Käsespätzle als Fall für das Labor

Hintergrund: Lebensmittelkontrollen : Käsespätzle als Fall für das Labor

Bakterien in Lebensmitteln, Katzenkralle im Kuchen: Was Kontrolleure im Land finden.

Es war ein Schock, als im vergangenen Jahr 40 Kinder und Erwachsene im Kreis Ahrweiler an Durchfall und Brechreiz erkrankten. Das Landesuntersuchungsamt in Koblenz fand danach heraus, wovon sich der Magen der Betroffenen krümmte.

Ein Caterer hatte Käsespätzle falsch zubereitet, ein giftiges Bakterium machte sich breit, was Experten im Labor herausfanden. Immerhin: Seit dem Vorfall arbeitet das rheinland-pfälzische Amt mit einem Gerät, das 250 000 Euro kostet und innerhalb weniger Minuten Krankmacher aufspürt. „Die gewonnene Zeit kommt erkrankten Verbrauchern zugute, die sich viel besser vom Arzt behandeln lassen können“, sagt Stefan Bent, Präsident des Landesuntersuchungsamts.

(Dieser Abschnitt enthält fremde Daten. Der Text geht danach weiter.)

//! Ticket controllers: the panel, the intake flow and the buttons on ticket summaries.

use serenity::all::{
    CommandInteraction, ComponentInteraction, ComponentInteractionDataKind, Context,
    CreateAttachment, CreateInteractionResponse, CreateInteractionResponseMessage,
    EditInteractionResponse, ModalInteraction,
};

use super::{reply_ephemeral, required_modal_value, Responder};
use crate::{
    data::ticket::ClaimOutcome,
    error::AppError,
    model::ticket::{CreateTicketParams, Priority},
    service::ticket::{
        builder::{DESCRIPTION_FIELD, SUBJECT_FIELD},
        TicketService,
    },
    state::AppState,
};

/// Handles `/ticket panel`, posting the panel into the current channel.
pub async fn post_panel(
    ctx: &Context,
    state: &AppState,
    command: &CommandInteraction,
) -> Result<(), AppError> {
    let responder = Responder::Command(command);

    TicketService::new(state)
        .post_panel(command.channel_id, &responder.actor())
        .await?;

    reply_ephemeral(ctx, responder, "Ticket panel posted.").await
}

/// Handles the panel's open button by showing the category chooser.
pub async fn open_intake(
    ctx: &Context,
    state: &AppState,
    component: &ComponentInteraction,
) -> Result<(), AppError> {
    let row = TicketService::new(state)
        .open_intake(component.user.id)
        .await?;

    let message = CreateInteractionResponseMessage::new()
        .content("What do you need help with?")
        .components(vec![row])
        .ephemeral(true);

    Responder::Component(component)
        .respond(ctx, CreateInteractionResponse::Message(message))
        .await
}

/// Handles the category select menu by opening the creation modal.
pub async fn choose_category(
    ctx: &Context,
    state: &AppState,
    component: &ComponentInteraction,
) -> Result<(), AppError> {
    let category_id = match &component.data.kind {
        ComponentInteractionDataKind::StringSelect { values } => values.first(),
        _ => None,
    }
    .ok_or_else(|| AppError::InternalError("Category menu submitted without a value".to_string()))?;

    let modal = TicketService::new(state).creation_modal(category_id).await?;

    Responder::Component(component)
        .respond(ctx, CreateInteractionResponse::Modal(modal))
        .await
}

/// Handles the creation modal.
///
/// Creating the channel, posting the summary and the welcome text can take longer than
/// the response window, so the interaction is deferred first.
pub async fn submit_ticket(
    ctx: &Context,
    state: &AppState,
    modal: &ModalInteraction,
    category: String,
) -> Result<(), AppError> {
    let responder = Responder::Modal(modal);
    let params = CreateTicketParams {
        creator_id: modal.user.id,
        category,
        subject: required_modal_value(modal, SUBJECT_FIELD)?,
        description: required_modal_value(modal, DESCRIPTION_FIELD)?,
    };

    responder.defer_ephemeral(ctx).await?;

    let ticket = TicketService::new(state).submit_creation(params).await?;

    responder
        .edit(
            ctx,
            EditInteractionResponse::new().content(format!(
                "Your ticket has been created: <#{}>",
                ticket.channel_id
            )),
        )
        .await
}

pub async fn close(
    ctx: &Context,
    state: &AppState,
    component: &ComponentInteraction,
) -> Result<(), AppError> {
    let responder = Responder::Component(component);

    TicketService::new(state)
        .close(component.channel_id, &responder.actor())
        .await?;

    reply_ephemeral(ctx, responder, "Ticket closed.").await
}

pub async fn reopen(
    ctx: &Context,
    state: &AppState,
    component: &ComponentInteraction,
) -> Result<(), AppError> {
    let responder = Responder::Component(component);

    TicketService::new(state)
        .reopen(component.channel_id, &responder.actor())
        .await?;

    reply_ephemeral(ctx, responder, "Ticket reopened.").await
}

/// Handles the claim button. A fresh claim is announced in the channel.
pub async fn claim(
    ctx: &Context,
    state: &AppState,
    component: &ComponentInteraction,
) -> Result<(), AppError> {
    let responder = Responder::Component(component);
    let actor = responder.actor();

    match TicketService::new(state)
        .claim(component.channel_id, &actor)
        .await?
    {
        ClaimOutcome::Claimed(_) => {
            let message = CreateInteractionResponseMessage::new()
                .content(format!("🙋 <@{}> is now handling this ticket.", actor.user_id));
            responder
                .respond(ctx, CreateInteractionResponse::Message(message))
                .await
        }
        ClaimOutcome::AlreadyYours(_) => {
            reply_ephemeral(ctx, responder, "You are already handling this ticket.").await
        }
    }
}

pub async fn change_priority(
    ctx: &Context,
    state: &AppState,
    component: &ComponentInteraction,
    shown: Priority,
) -> Result<(), AppError> {
    let responder = Responder::Component(component);

    let ticket = TicketService::new(state)
        .change_priority(component.channel_id, &responder.actor(), shown)
        .await?;

    reply_ephemeral(
        ctx,
        responder,
        format!(
            "Priority set to {} {}.",
            ticket.priority.emoji(),
            ticket.priority.label()
        ),
    )
    .await
}

/// Handles the delete button. The notice is public so everyone in the channel sees it.
pub async fn delete(
    ctx: &Context,
    state: &AppState,
    component: &ComponentInteraction,
) -> Result<(), AppError> {
    let responder = Responder::Component(component);

    TicketService::new(state)
        .delete(component.channel_id, &responder.actor())
        .await?;

    let message = CreateInteractionResponseMessage::new().content(format!(
        "🗑️ This channel will be deleted in {} seconds.",
        state.deletions.delay().as_secs()
    ));

    responder
        .respond(ctx, CreateInteractionResponse::Message(message))
        .await
}

/// Handles the transcript button, sending the file to the requester as well.
pub async fn transcript(
    ctx: &Context,
    state: &AppState,
    component: &ComponentInteraction,
) -> Result<(), AppError> {
    let responder = Responder::Component(component);

    responder.defer_ephemeral(ctx).await?;

    let transcript = TicketService::new(state)
        .generate_transcript(component.channel_id, &responder.actor())
        .await?;

    let edit = EditInteractionResponse::new()
        .content(format!(
            "📄 Transcript with {} message(s).",
            transcript.message_count
        ))
        .new_attachment(CreateAttachment::bytes(
            transcript.html.into_bytes(),
            transcript.file_name,
        ));

    responder.edit(ctx, edit).await
}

Kontrolleure in den Kommunen spürten im vergangenen Jahr aber noch mehr Ekel-Lebensmittel auf. In einem Stück Lachs fanden sie Bakterien, die für ältere Menschen und Kleinkinder tötlich sein können. In zwei Proben Wabenhonig lagen Heftklammern, in einem Schweinerückensteak steckte ein spitzer Holzsplitter, in einem Baguette hing eine Glasscherbe und in der Schokoladencremetorte eines Hotels gar eine Katzenkralle.

Von fast 20 000 Proben waren zwar nur 26 gesundheitsgefährdend, sagte die rheinland-pfälzische Ernährungsministerin Ulrike Höfken (Grüne). Darunter waren meist gefährliche Keime wie Salmonellen, die schwere Magen-Darm-Erkrankungen auslösen können. Die Eifelerin bekannte aber, dass es mehr Transparenz für Verbraucher benötige, um Ekel-Betriebe ausfindig zu erkennen.

Ein dänisches Smiley-System, wie es die Organisation Foodwatch fordert, gefalle ihr zwar nach einem Besuch vor wenigen Jahren. Höfken wendet aber ein: „In Dänemark herrscht eine andere Transparenz-Kultur, da werden Verstöße nicht so schnell skandalisiert. Deutschland diskutiert ein solches Modell als Pranger. Das lässt sich nicht direkt übertragen“, sagt die Grünen-Ministerin. Dennoch kündigte sie an, dass die Länder an einem einheitlichen Portal für Verbraucher arbeiten. Gesetze vom Land bis zur EU forderten immer mehr Transparenz ein. Höfken tadelt wiederum, dass der Bund nicht daran interessiert sei, ein gemeinsames Meldesystem zu schaffen.

Eine Sprecherin des Bundesagrarministeriums sieht das anders: „Den für die Durchführung der Lebensmittelüberwachung zuständigen Ländern steht es frei, Transparenzsysteme wie das Smiley-System durch landesgesetzliche Regelungen zu schaffen“, heißt es aus Berlin.

Immerhin: Einen Lebensmittelskandal – wie einst beim Gammelfleisch – gab es im vergangenen Jahr nicht. Mehr als 130 Kontrolleure im Land statteten 26 100 Betrieben rund 46 000 Besuche ab. In 4200 Betrieben stellten Fahnder Verstöße gegen Hygiene, Bau oder Kennzeichnung von Speisen fest, heißt es vom Landesuntersuchungsamt.

Laut Karl-Josef Leibig, Landeschef des Verbandes der Lebensmittelkontrolleure, könne es aber mehr Kontrollen geben, um Ekel-Betriebe aufzuspüren. „Die Personaldecke ist gerade so abgedeckt. Fällt ein Kontrolleur aus, gibt es keinen Ersatz“, sagt Leibig, der fehlende Kräfte und zu niedrige Gehaltseinstufungen durch Kommunen kritisiert.